The third time, we beat our fully-random attempts by a wide margin. But the first two times, we were unlucky, and we got stuck at a local optimum. The hill we randomly decided to climb was not the highest hill in the landscape.

Even in the third run, we have the “odd pair” of -order words in the result we land on, breaking the -erating and -ceding pattern. Improving further on the whole set means first making the backwards step of getting rid of one of them. This is the big problem with “naive” hill climbing.

So, we’d like a less headstrong local-search algorithm, that will take steps downhill sometimes: often enough to help it discover higher hills in the landscape, but not so often that it fails to be sufficiently attentive or attracted to them.

Simulated annealing

I really like this animated GIF from the Wikipedia article on simulated annealing:

simulated annealing

It shows a one-dimensional “hilly landscape” with plenty of local optima to get stuck on. What is this algorithm doing to find the highest hill? From looking at the GIF, we can already try to form an intuition. A temperature value is ticking down steadily. When it’s high, the red line moves erratically, accepting almost any step towards a new state. As the temperature goes down, the red line chills out, and becomes less likely to jump away.

Indeed, simulated annealing boils down to this:

  1. Set some initial temperature T, and slowly tick it down to 0 as you search.
  2. Always accept “uphill” steps with cost < best_cost.
  3. Accept a step “downhill”, i.e. with cost > best_cost, randomly with probability exp(-(cost - best_cost) / T).

Why this function?

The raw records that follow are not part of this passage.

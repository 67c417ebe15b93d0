//! HTTP 传输层
//!
//! 使用 `web_sys::fetch` 实现共享库里的 [`HttpClient`]，
//! 超时通过与计时器赛跑实现。

use async_trait::async_trait;
use portal_shared::concurrent::with_deadline;
use portal_shared::{HttpClient, HttpRequest, HttpResponse, PortalError, PortalResult};
use wasm_bindgen::JsCast;
use wasm_bindgen::prelude::*;
use wasm_bindgen_futures::JsFuture;
use web_sys::{Headers, Request, RequestInit, Response};

use super::timer;

fn js_error(context: &str, e: JsValue) -> PortalError {
    PortalError::network(format!("{}: {:?}", context, e))
}

/// 基于浏览器 fetch 的客户端
#[derive(Debug, Clone, Copy, Default)]
pub struct FetchClient;

#[async_trait(?Send)]
impl HttpClient for FetchClient {
    async fn send(&self, req: HttpRequest) -> PortalResult<HttpResponse> {
        let limit = req.timeout;
        with_deadline(fetch(req), timer::deadline(limit), limit).await?
    }
}

async fn fetch(req: HttpRequest) -> PortalResult<HttpResponse> {
    let headers = Headers::new().map_err(|e| js_error("创建 Headers 失败", e))?;
    for (key, value) in &req.headers {
        headers
            .set(key, value)
            .map_err(|e| js_error("设置 Header 失败", e))?;
    }

    let opts = RequestInit::new();
    opts.set_method(req.method.as_str());
    opts.set_headers(&headers.into());
    if let Some(body) = &req.body {
        opts.set_body(&JsValue::from_str(body));
    }

    let request = Request::new_with_str_and_init(&req.url, &opts)
        .map_err(|e| js_error("请求构建失败", e))?;

    let window = web_sys::window().ok_or_else(|| PortalError::network("无法获取 window 对象"))?;

    let resp_value = JsFuture::from(window.fetch_with_request(&request))
        .await
        .map_err(|e| js_error("网络错误", e))?;

    let response: Response = resp_value
        .dyn_into()
        .map_err(|e| js_error("Response 类型转换失败", e))?;

    let status = response.status();
    let promise = response
        .text()
        .map_err(|e| js_error("读取响应失败", e))?;
    let body = JsFuture::from(promise)
        .await
        .map_err(|e| js_error("读取响应失败", e))?
        .as_string()
        .unwrap_or_default();

    Ok(HttpResponse { status, body })
}
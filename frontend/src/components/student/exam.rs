use leptos::prelude::*;
use portal_shared::models::ExamQuestion;

use crate::components::student_dashboard::StudentActions;

/// 作答界面；试卷在进入时读取一次，作答状态按题目响应
#[component]
pub fn ExamView(actions: StudentActions) -> impl IntoView {
    let state = actions.state;
    let Some(paper) = state.with_untracked(|s| s.exam.active().map(|e| e.paper.clone())) else {
        return ().into_any();
    };

    let progress = move || {
        state.with(|s| {
            s.exam
                .active()
                .map(|e| format!("{} / {} answered", e.answered(), e.answers.len()))
                .unwrap_or_default()
        })
    };

    let questions = paper
        .questions
        .into_iter()
        .enumerate()
        .map(|(index, question)| view! { <QuestionCard actions=actions index=index question=question /> })
        .collect_view();

    view! {
        <div class="card bg-base-100 shadow-xl">
            <div class="card-body space-y-4">
                <div class="flex flex-col md:flex-row md:items-center md:justify-between gap-2">
                    <div>
                        <h2 class="card-title text-2xl">{paper.title}</h2>
                        <p class="text-base-content/70">{paper.description}</p>
                    </div>
                    <div class="badge badge-warning badge-lg">
                        {format!("Time Remaining: {} minutes", paper.duration)}
                    </div>
                </div>

                <div class="space-y-4">{questions}</div>

                <div class="card-actions justify-between items-center">
                    <span class="text-sm opacity-70">{progress}</span>
                    <div class="flex gap-2">
                        <button
                            class="btn btn-ghost"
                            on:click=move |_| state.update(|s| s.cancel_exam())
                        >
                            "Cancel"
                        </button>
                        <button
                            class="btn btn-primary"
                            disabled=move || !state.with(|s| s.can_submit_exam())
                            on:click=move |_| actions.submit_exam()
                        >
                            "Submit Exam"
                        </button>
                    </div>
                </div>
            </div>
        </div>
    }
    .into_any()
}

#[component]
fn QuestionCard(actions: StudentActions, index: usize, question: ExamQuestion) -> impl IntoView {
    let state = actions.state;
    let group = format!("question-{index}");

    let options = question
        .options
        .into_iter()
        .enumerate()
        .map(|(option, text)| {
            let group = group.clone();
            let checked = move || {
                state.with(|s| {
                    s.exam
                        .active()
                        .and_then(|e| e.answers.get(index).copied().flatten())
                        == Some(option)
                })
            };
            view! {
                <label class="label cursor-pointer justify-start gap-3">
                    <input
                        type="radio"
                        class="radio radio-primary"
                        name=group
                        prop:checked=checked
                        on:change=move |_| state.update(|s| s.answer(index, option))
                    />
                    <span class="label-text">{text}</span>
                </label>
            }
        })
        .collect_view();

    view! {
        <div class="border border-base-300 rounded-box p-4">
            <p class="font-semibold mb-2">{format!("{}. {}", index + 1, question.question)}</p>
            <div class="space-y-1">{options}</div>
        </div>
    }
}
use leptos::ev::SubmitEvent;
use leptos::prelude::*;
use portal_shared::models::Course;
use portal_shared::protocol::COURSE_MODES;

use super::{NumberField, TextAreaField, TextField};
use crate::components::admin_dashboard::AdminActions;

#[component]
pub fn CoursesTab(actions: AdminActions) -> impl IntoView {
    view! {
        <div class="grid gap-6 lg:grid-cols-2">
            <CreateCourseForm actions=actions />
            <CourseList actions=actions />
        </div>
    }
}

#[component]
fn CreateCourseForm(actions: AdminActions) -> impl IntoView {
    let state = actions.state;
    let on_submit = move |ev: SubmitEvent| {
        ev.prevent_default();
        actions.create_course();
    };

    let modes = COURSE_MODES
        .into_iter()
        .map(|mode| {
            view! {
                <option value=mode selected=move || state.with(|s| s.course_draft.mode == mode)>
                    {mode}
                </option>
            }
        })
        .collect_view();

    view! {
        <div class="card bg-base-100 shadow-xl">
            <form class="card-body" on:submit=on_submit>
                <h2 class="card-title">"Create New Course"</h2>
                <TextField state=state label="Course Title" placeholder="Python Development" required=true
                    get=|s| s.course_draft.title.clone()
                    set=|s, v| s.course_draft.title = v />
                <TextAreaField state=state label="Description" placeholder="Course description"
                    get=|s| s.course_draft.description.clone()
                    set=|s, v| s.course_draft.description = v />
                <div class="grid grid-cols-2 gap-4">
                    <TextField state=state label="Duration" placeholder="1 Month"
                        get=|s| s.course_draft.duration.clone()
                        set=|s, v| s.course_draft.duration = v />
                    <div class="form-control">
                        <label class="label">
                            <span class="label-text">"Mode"</span>
                        </label>
                        <select
                            class="select select-bordered w-full"
                            on:change=move |ev| state.update(|s| s.course_draft.mode = event_target_value(&ev))
                        >
                            {modes}
                        </select>
                    </div>
                </div>
                <div class="grid grid-cols-2 gap-4">
                    <TextField state=state label="Category"
                        get=|s| s.course_draft.category.clone()
                        set=|s, v| s.course_draft.category = v />
                    <TextField state=state label="Certification"
                        get=|s| s.course_draft.certification.clone()
                        set=|s, v| s.course_draft.certification = v />
                </div>
                <div class="grid grid-cols-2 gap-4">
                    <NumberField state=state label="Total Weeks" min=1
                        get=|s| s.course_draft.total_weeks
                        set=|s, v| s.course_draft.total_weeks = v />
                    <NumberField state=state label="Validity (Months)"
                        get=|s| s.course_draft.validity_months
                        set=|s, v| s.course_draft.validity_months = v />
                </div>
                <div class="grid grid-cols-2 gap-4">
                    <TextAreaField state=state label="Tools (one per line)"
                        get=|s| s.course_lists.tools.clone()
                        set=|s, v| s.course_lists.tools = v />
                    <TextAreaField state=state label="What you'll learn (one per line)"
                        get=|s| s.course_lists.topics.clone()
                        set=|s, v| s.course_lists.topics = v />
                </div>
                <div class="card-actions justify-end">
                    <button type="submit" class="btn btn-primary" disabled=move || state.with(|s| s.loading)>
                        "Create Course"
                    </button>
                </div>
            </form>
        </div>
    }
}

#[component]
fn CourseList(actions: AdminActions) -> impl IntoView {
    let state = actions.state;
    let courses = Memo::new(move |_| state.with(|s| s.snapshot.courses.clone()));

    let rows = move || {
        let courses = courses.get();
        if courses.is_empty() {
            return view! { <p class="text-center py-6 opacity-50">"No courses found"</p> }.into_any();
        }
        courses
            .into_iter()
            .map(|course| view! { <CourseRow actions=actions course=course /> })
            .collect_view()
            .into_any()
    };

    view! {
        <div class="card bg-base-100 shadow-xl">
            <div class="card-body">
                <h2 class="card-title">
                    {move || format!("Courses List ({})", courses.with(Vec::len))}
                </h2>
                <div class="divide-y divide-base-200 max-h-[32rem] overflow-y-auto">{rows}</div>
            </div>
        </div>
    }
}

#[component]
fn CourseRow(actions: AdminActions, course: Course) -> impl IntoView {
    let id = course.id.clone();
    view! {
        <div class="flex items-center justify-between py-3 gap-2">
            <div>
                <div class="font-semibold">{course.title}</div>
                <div class="text-sm opacity-70">{format!("{} • {}", course.duration, course.mode)}</div>
                <div class="text-xs opacity-60">
                    {format!("Enrolled: {} students", course.enrolled_count)}
                </div>
            </div>
            <button class="btn btn-xs btn-error" on:click=move |_| actions.delete_course(id.clone())>
                "Delete"
            </button>
        </div>
    }
}
//! 课程门户前端核心库
//!
//! 与浏览器无关的部分都放在这里，便于在宿主机上测试：
//! - `models` / `protocol`: 领域模型与接口定义
//! - `session` / `guard` / `route`: 会话访问器与路由守卫
//! - `gateway`: 统一的 HTTP 出口（Bearer 注入、401 处理、超时）
//! - `controller`: 各页面的视图状态与动作

use std::fmt;
use std::str::FromStr;

use serde::{Deserialize, Serialize};

pub mod concurrent;
pub mod config;
pub mod date;
pub mod error;
pub mod gateway;
pub mod guard;
pub mod models;
pub mod protocol;
pub mod route;
pub mod serde_helper;
pub mod session;

pub mod controller {
    pub mod admin;
    pub mod banner;
    pub mod login;
    pub mod student;
}

pub use chrono;
pub use config::{ClientConfig, LoginPolicy};
pub use error::{PortalError, PortalErrorStatus, PortalResult};
pub use gateway::{ApiGateway, HttpClient, HttpMethod, HttpRequest, HttpResponse, Navigator};
pub use route::AppRoute;
pub use session::{KeyValueStore, MemoryStore, Session, SessionStore};

// =========================================================
// 常量定义 (Constants)
// =========================================================

pub const STORAGE_TOKEN_KEY: &str = "token";
pub const STORAGE_ROLE_KEY: &str = "role";
pub const STORAGE_USER_ID_KEY: &str = "userId";
pub const HEADER_AUTHORIZATION: &str = "Authorization";

// =========================================================
// 角色 (Role)
// =========================================================

#[derive(Debug, Clone, Copy, PartialEq, Eq, Hash, Serialize, Deserialize)]
#[serde(rename_all = "lowercase")]
pub enum Role {
    Admin,
    Student,
}

impl Role {
    pub fn as_str(&self) -> &'static str {
        match self {
            Role::Admin => "admin",
            Role::Student => "student",
        }
    }
}

impl fmt::Display for Role {
    fn fmt(&self, f: &mut fmt::Formatter<'_>) -> fmt::Result {
        f.write_str(self.as_str())
    }
}

impl FromStr for Role {
    type Err = PortalError;

    fn from_str(s: &str) -> Result<Self, Self::Err> {
        match s {
            "admin" => Ok(Role::Admin),
            "student" => Ok(Role::Student),
            other => Err(PortalError::serialization(format!("unknown role `{}`", other))),
        }
    }
}
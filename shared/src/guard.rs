//! 路由守卫
//!
//! 每次判定都重新读取会话存储，不做任何缓存。

use log::debug;

use crate::route::AppRoute;
use crate::session::{KeyValueStore, SessionStore};

#[derive(Debug, Clone, Copy, PartialEq, Eq)]
pub enum GuardDecision {
    Allow,
    Redirect(AppRoute),
}

impl GuardDecision {
    /// 最终落到的路由
    pub fn resolve(self, target: AppRoute) -> AppRoute {
        match self {
            GuardDecision::Allow => target,
            GuardDecision::Redirect(to) => to,
        }
    }
}

/// 判定是否允许进入 `target`
///
/// 受保护路由需要同时满足：存在 token，且存储中的角色等于要求的角色。
pub fn check<K: KeyValueStore>(target: AppRoute, session: &SessionStore<K>) -> GuardDecision {
    let Some(required) = target.required_role() else {
        return GuardDecision::Allow;
    };

    if !session.has_token() {
        debug!("guard: no token, {} -> login", target);
        return GuardDecision::Redirect(AppRoute::auth_failure_redirect());
    }

    match session.role() {
        Some(role) if role == required => GuardDecision::Allow,
        other => {
            debug!(
                "guard: role {:?} does not satisfy {} for {}",
                other, required, target
            );
            GuardDecision::Redirect(AppRoute::auth_failure_redirect())
        }
    }
}

#[cfg(test)]
mod tests {
    use super::*;
    use crate::session::{MemoryStore, Session};
    use crate::{Role, STORAGE_ROLE_KEY, STORAGE_TOKEN_KEY};

    fn store() -> (MemoryStore, SessionStore<MemoryStore>) {
        let memory = MemoryStore::new();
        (memory.clone(), SessionStore::new(memory))
    }

    #[test]
    fn protected_routes_without_token_redirect_to_login() {
        let (_, session) = store();
        for route in [AppRoute::Admin, AppRoute::Student] {
            assert_eq!(
                check(route, &session),
                GuardDecision::Redirect(AppRoute::Login)
            );
        }
    }

    #[test]
    fn wrong_role_redirects_to_login() {
        let (_, session) = store();
        session.save(&Session::new("tok", Role::Student, None)).unwrap();
        assert_eq!(
            check(AppRoute::Admin, &session),
            GuardDecision::Redirect(AppRoute::Login)
        );
        assert_eq!(check(AppRoute::Student, &session), GuardDecision::Allow);
    }

    #[test]
    fn role_without_token_is_not_enough() {
        let (memory, session) = store();
        memory.set(STORAGE_ROLE_KEY, "admin");
        assert_eq!(
            check(AppRoute::Admin, &session),
            GuardDecision::Redirect(AppRoute::Login)
        );
    }

    #[test]
    fn public_routes_are_always_allowed() {
        let (_, session) = store();
        assert_eq!(check(AppRoute::Login, &session), GuardDecision::Allow);
        assert_eq!(check(AppRoute::NotFound, &session), GuardDecision::Allow);
    }

    #[test]
    fn decisions_follow_storage_changes_between_checks() {
        let (memory, session) = store();
        session.save(&Session::new("tok", Role::Admin, None)).unwrap();
        assert_eq!(check(AppRoute::Admin, &session), GuardDecision::Allow);

        memory.delete(STORAGE_TOKEN_KEY);
        assert_eq!(
            check(AppRoute::Admin, &session).resolve(AppRoute::Admin),
            AppRoute::Login
        );
    }
}
//! 会话访问器
//!
//! 守卫、网关和各控制器都只通过 [`SessionStore`] 读写会话，
//! 底层存储由 [`KeyValueStore`] 注入（浏览器里是 localStorage，测试里是内存）。

use std::cell::RefCell;
use std::collections::HashMap;
use std::rc::Rc;

use crate::error::{PortalError, PortalResult};
use crate::{Role, STORAGE_ROLE_KEY, STORAGE_TOKEN_KEY, STORAGE_USER_ID_KEY};

/// 最小的字符串键值存储接口
pub trait KeyValueStore {
    fn get(&self, key: &str) -> Option<String>;
    fn set(&self, key: &str, value: &str) -> bool;
    fn delete(&self, key: &str) -> bool;
}

/// 已认证身份
#[derive(Debug, Clone, PartialEq, Eq)]
pub struct Session {
    pub token: String,
    pub role: Role,
    pub user_id: Option<String>,
}

impl Session {
    pub fn new(token: impl Into<String>, role: Role, user_id: Option<String>) -> Self {
        Self {
            token: token.into(),
            role,
            user_id,
        }
    }
}

/// 会话访问器
///
/// 不缓存任何内容：每次读取都直接访问底层存储。
#[derive(Debug, Clone, Copy, Default)]
pub struct SessionStore<K> {
    store: K,
}

impl<K: KeyValueStore> SessionStore<K> {
    pub fn new(store: K) -> Self {
        Self { store }
    }

    pub fn token(&self) -> Option<String> {
        self.store
            .get(STORAGE_TOKEN_KEY)
            .filter(|t| !t.is_empty())
    }

    /// 存储中的角色；无法识别的值视为没有角色
    pub fn role(&self) -> Option<Role> {
        self.store.get(STORAGE_ROLE_KEY)?.parse().ok()
    }

    pub fn user_id(&self) -> Option<String> {
        self.store
            .get(STORAGE_USER_ID_KEY)
            .filter(|u| !u.is_empty())
    }

    pub fn has_token(&self) -> bool {
        self.token().is_some()
    }

    /// 读取完整会话（需要 token 和可识别的角色）
    pub fn load(&self) -> Option<Session> {
        Some(Session {
            token: self.token()?,
            role: self.role()?,
            user_id: self.user_id(),
        })
    }

    /// 写入会话；没有 userId 时同时清掉旧值，避免串号
    ///
    /// 任意一个键写入失败都会回滚全部三个键，不留下半个会话。
    pub fn save(&self, session: &Session) -> PortalResult<()> {
        let written = self.store.set(STORAGE_TOKEN_KEY, &session.token)
            && self.store.set(STORAGE_ROLE_KEY, session.role.as_str())
            && match &session.user_id {
                Some(id) => self.store.set(STORAGE_USER_ID_KEY, id),
                None => {
                    self.store.delete(STORAGE_USER_ID_KEY);
                    true
                }
            };
        if !written {
            self.clear();
            return Err(PortalError::storage("failed to persist session"));
        }
        Ok(())
    }

    /// 清除全部三个会话键
    pub fn clear(&self) {
        self.store.delete(STORAGE_TOKEN_KEY);
        self.store.delete(STORAGE_ROLE_KEY);
        self.store.delete(STORAGE_USER_ID_KEY);
    }
}

// =========================================================
// 内存实现（测试与非浏览器环境）
// =========================================================

/// 共享的内存键值存储，clone 之后指向同一份数据
#[derive(Debug, Clone, Default)]
pub struct MemoryStore {
    entries: Rc<RefCell<HashMap<String, String>>>,
}

impl MemoryStore {
    pub fn new() -> Self {
        Self::default()
    }

    pub fn len(&self) -> usize {
        self.entries.borrow().len()
    }

    pub fn is_empty(&self) -> bool {
        self.entries.borrow().is_empty()
    }
}

impl KeyValueStore for MemoryStore {
    fn get(&self, key: &str) -> Option<String> {
        self.entries.borrow().get(key).cloned()
    }

    fn set(&self, key: &str, value: &str) -> bool {
        self.entries
            .borrow_mut()
            .insert(key.to_string(), value.to_string());
        true
    }

    fn delete(&self, key: &str) -> bool {
        self.entries.borrow_mut().remove(key);
        true
    }
}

The graph of f(x) = exp(-x / T) slopes down from 1 at x = 0 to 0 as x → ∞, with T controlling the steepness of the slope. (Play around with it in Desmos!) This gives us what we want: an infinitesimally small step down x is acceptable at any temperature, but as T goes up, we become quicker and quicker to reject a step down by any larger x.

The name annealing comes from metallurgy: it refers to treating a material by heating it up a bunch and then slowly cooling it down at just the right pace.

This box is blue, which is the color of apologies. I apologize for mixing metaphors! People write about optimization problems in two directions: maximization and minimization. There’s the “hill climbing” metaphor, like in the GIF, which makes the most intuitive sense when you’re maximizing a score: “higher” means “better”. But simulated annealing is often described in terms of minimizing a cost, as we have it in our word-compressing problem: going “uphill” in the language of hill-climbing means going down in cost.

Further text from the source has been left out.